Bailey interviews 20 women who were ordained either when they were in SBC churches or in congregations that had later split from the convention and attempts to trace the influence of feminist theology in their ministries. Bailey, a feminist theologian, is somewhat surprised to find that although the women were influenced by feminism in their educations and ministries, they are not strongly feminist in their theology; most do not use inclusive and feminine language for God in worship. More of the younger women wholeheartedly embraced feminist theology than the older ones (somewhat in contrast to the pattern in secular feminist groups). Bailey argues that the hesitancy of a segment of the interviewees to call themselves feminists is because Baptist women in the South are “often reluctant to own the benefits of the women’s movement and feminist theology. There is a tendency (among moderate and conservative women) to depend upon feminism while disallowing the feminist.”

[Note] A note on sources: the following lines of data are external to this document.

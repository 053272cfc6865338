//! Join and Leave buttons on game posts.

use crate::{
    bot::{
        BotData,
        actions::{leave::leave_button, lfg::join_button},
        ops::GameButton,
    },
    errors::{Error, Result},
};
use poise::serenity_prelude as serenity;
use tracing::{debug, error};

/// Routes gateway events the command framework does not handle itself.
pub async fn event_handler(
    ctx: &serenity::Context,
    event: &serenity::FullEvent,
    _framework: poise::FrameworkContext<'_, BotData, Error>,
    data: &BotData,
) -> Result<()> {
    match event {
        serenity::FullEvent::Ready { data_about_bot } => {
            debug!(guilds = data_about_bot.guilds.len(), "Gateway ready");
        }
        serenity::FullEvent::InteractionCreate {
            interaction: serenity::Interaction::Component(component),
        } => {
            if let Err(e) = handle_component(ctx, data, component).await {
                error!(custom_id = %component.data.custom_id, "Button handler failed: {e}");
            }
        }
        _ => {}
    }
    Ok(())
}

async fn handle_component(
    ctx: &serenity::Context,
    data: &BotData,
    component: &serenity::ComponentInteraction,
) -> Result<()> {
    match GameButton::parse(&component.data.custom_id) {
        Some(GameButton::Join(game_id)) => join_button(ctx, data, component, game_id).await,
        Some(GameButton::Leave(game_id)) => leave_button(ctx, data, component, game_id).await,
        None => {
            debug!(custom_id = %component.data.custom_id, "Ignoring unknown component");
            Ok(())
        }
    }
}
fn busiest(tallies: impl Iterator<Item = Tally>) -> Vec<Tally> {
    let mut tallies: Vec<Tally> = tallies.collect();
    tallies.sort_by(|a, b| b.games.cmp(&a.games).then_with(|| a.label.cmp(&b.label)));
    tallies
}

async fn build_records(
    db: &DatabaseConnection,
    guild_name: Option<String>,
    games: Vec<game::Model>,
) -> Result<Vec<GameRecord>> {
    if games.is_empty() {
        return Ok(Vec::new());
    }
    let game_ids: Vec<i32> = games.iter().map(|g| g.id).collect();
    let channel_ids: Vec<i64> = games.iter().map(|g| g.channel_xid).collect();

    let plays = Play::find()
        .filter(play::Column::GameId.is_in(game_ids.iter().copied()))
        .order_by_asc(play::Column::UserXid)
        .all(db)
        .await?;
    let user_ids: Vec<i64> = plays.iter().map(|p| p.user_xid).collect();
    let names: HashMap<i64, String> = User::find()
        .filter(user::Column::Xid.is_in(user_ids))
        .all(db)
        .await?
        .into_iter()
        .map(|u| (u.xid, u.name))
        .collect();
    let channel_names: HashMap<i64, Option<String>> = Channel::find()
        .filter(channel::Column::Xid.is_in(channel_ids))
        .all(db)
        .await?
        .into_iter()
        .map(|c| (c.xid, c.name))
        .collect();
    let posts = Post::find()
        .filter(post::Column::GameId.is_in(game_ids.iter().copied()))
        .all(db)
        .await?;

    let mut scores: HashMap<i32, Vec<Score>> = HashMap::new();
    for p in plays {
        scores.entry(p.game_id).or_default().push(Score {
            user_xid: p.user_xid,
            name: names.get(&p.user_xid).cloned(),
            points: p.points,
            confirmed: p.confirmed_at.is_some(),
        });
    }

    Ok(games
        .into_iter()
        .map(|g| {
            let message = posts
                .iter()
                .find(|p| p.game_id == g.id && p.channel_xid == g.channel_xid)
                .map(|p| p.message_xid);
            GameRecord {
                id: g.id,
                updated_at: g.updated_at.timestamp_millis(),
                guild: g.guild_xid,
                channel: g.channel_xid,
                message,
                link: g.game_link.clone(),
                format: g.format.to_string(),
                guild_name: guild_name.clone(),
                channel_name: channel_names.get(&g.channel_xid).cloned().flatten(),
                scores: scores.remove(&g.id).unwrap_or_default(),
            }
        })
        .collect())
}
//! Database configuration module.
//!
//! This module handles the `SQLite` connection and table creation using `SeaORM`.
//! Tables are generated from the entity definitions with
//! `Schema::create_table_from_entity`, so the schema always matches the Rust
//! structs without hand-written SQL.

use crate::entities::{
    Block, Channel, Game, Guild, GuildAward, Mirror, Play, Post, Queue, User, UserAward, Verify,
    Watch,
};
use crate::errors::Result;
use sea_orm::{ConnectionTrait, Database, DatabaseConnection, EntityTrait, Schema};

const DEFAULT_DATABASE_URL: &str = "sqlite://data/spellbot.sqlite?mode=rwc";

/// Gets the database URL from the environment or returns the default `SQLite` path.
#[must_use]
pub fn get_database_url() -> String {
    std::env::var("DATABASE_URL").unwrap_or_else(|_| DEFAULT_DATABASE_URL.to_string())
}

/// Establishes a connection to the database named by `DATABASE_URL`.
pub async fn create_connection() -> Result<DatabaseConnection> {
    Database::connect(&get_database_url()).await.map_err(Into::into)
}

async fn create_table<C, E>(db: &C, schema: &Schema, entity: E) -> Result<()>
where
    C: ConnectionTrait,
    E: EntityTrait,
{
    let builder = db.get_database_backend();
    let mut statement = schema.create_table_from_entity(entity);
    statement.if_not_exists();
    db.execute(builder.build(&statement)).await?;

    for index in schema.create_index_from_entity(entity) {
        let mut index = index;
        index.if_not_exists();
        db.execute(builder.build(&index)).await?;
    }
    Ok(())
}

/// Creates every table (and its indexes) that does not exist yet.
pub async fn create_tables(db: &DatabaseConnection) -> Result<()> {
    let schema = Schema::new(db.get_database_backend());

    create_table(db, &schema, Guild).await?;
    create_table(db, &schema, Channel).await?;
    create_table(db, &schema, User).await?;
    create_table(db, &schema, Game).await?;
    create_table(db, &schema, Queue).await?;
    create_table(db, &schema, Play).await?;
    create_table(db, &schema, Post).await?;
    create_table(db, &schema, Block).await?;
    create_table(db, &schema, Watch).await?;
    create_table(db, &schema, GuildAward).await?;
    create_table(db, &schema, UserAward).await?;
    create_table(db, &schema, Mirror).await?;
    create_table(db, &schema, Verify).await?;

    Ok(())
}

05: It is difficult to run a brief review of such a huge publishing feat as represented by The Changing World Religion Map (Springer, $959), edited by Stanley D. Brunn. In its almost 4,000 pages and five volumes, the anthology covers almost every corner of the world. Many of the subjects are not related to formal geography, including other humanities and the social sciences, but the frameworks of place, space, mapping and human/nature interfaces are retained. Brunn notes that religion has long been an oddity in the academic discipline of geography. But with the rise of human and environmental geography in the last decade, it has changed somewhat and is addressing topics at the interface with religion such as globalization, environmentalism, tourism and social media. RW will be surely dipping into these volumes for background material for the near future, but the more geographical chapters that are especially noteworthy include: The Protestant ethic and its connection to ecological modernization, climate change and religion, atheism and the formation of secular space on the Internet (by Christopher Smith and Richard Cimino, RW’s editor), the growth of religious pilgrimages from across the religious spectrum, the relationship between religions and regional identity including a chapter on “A Geography of California Consciousness, Muslim space in suburbia, the geography of Christian hymns, the geographical patterns of gay ordinations, the geography of Jewish intermarriage, and a virtual geography of religion.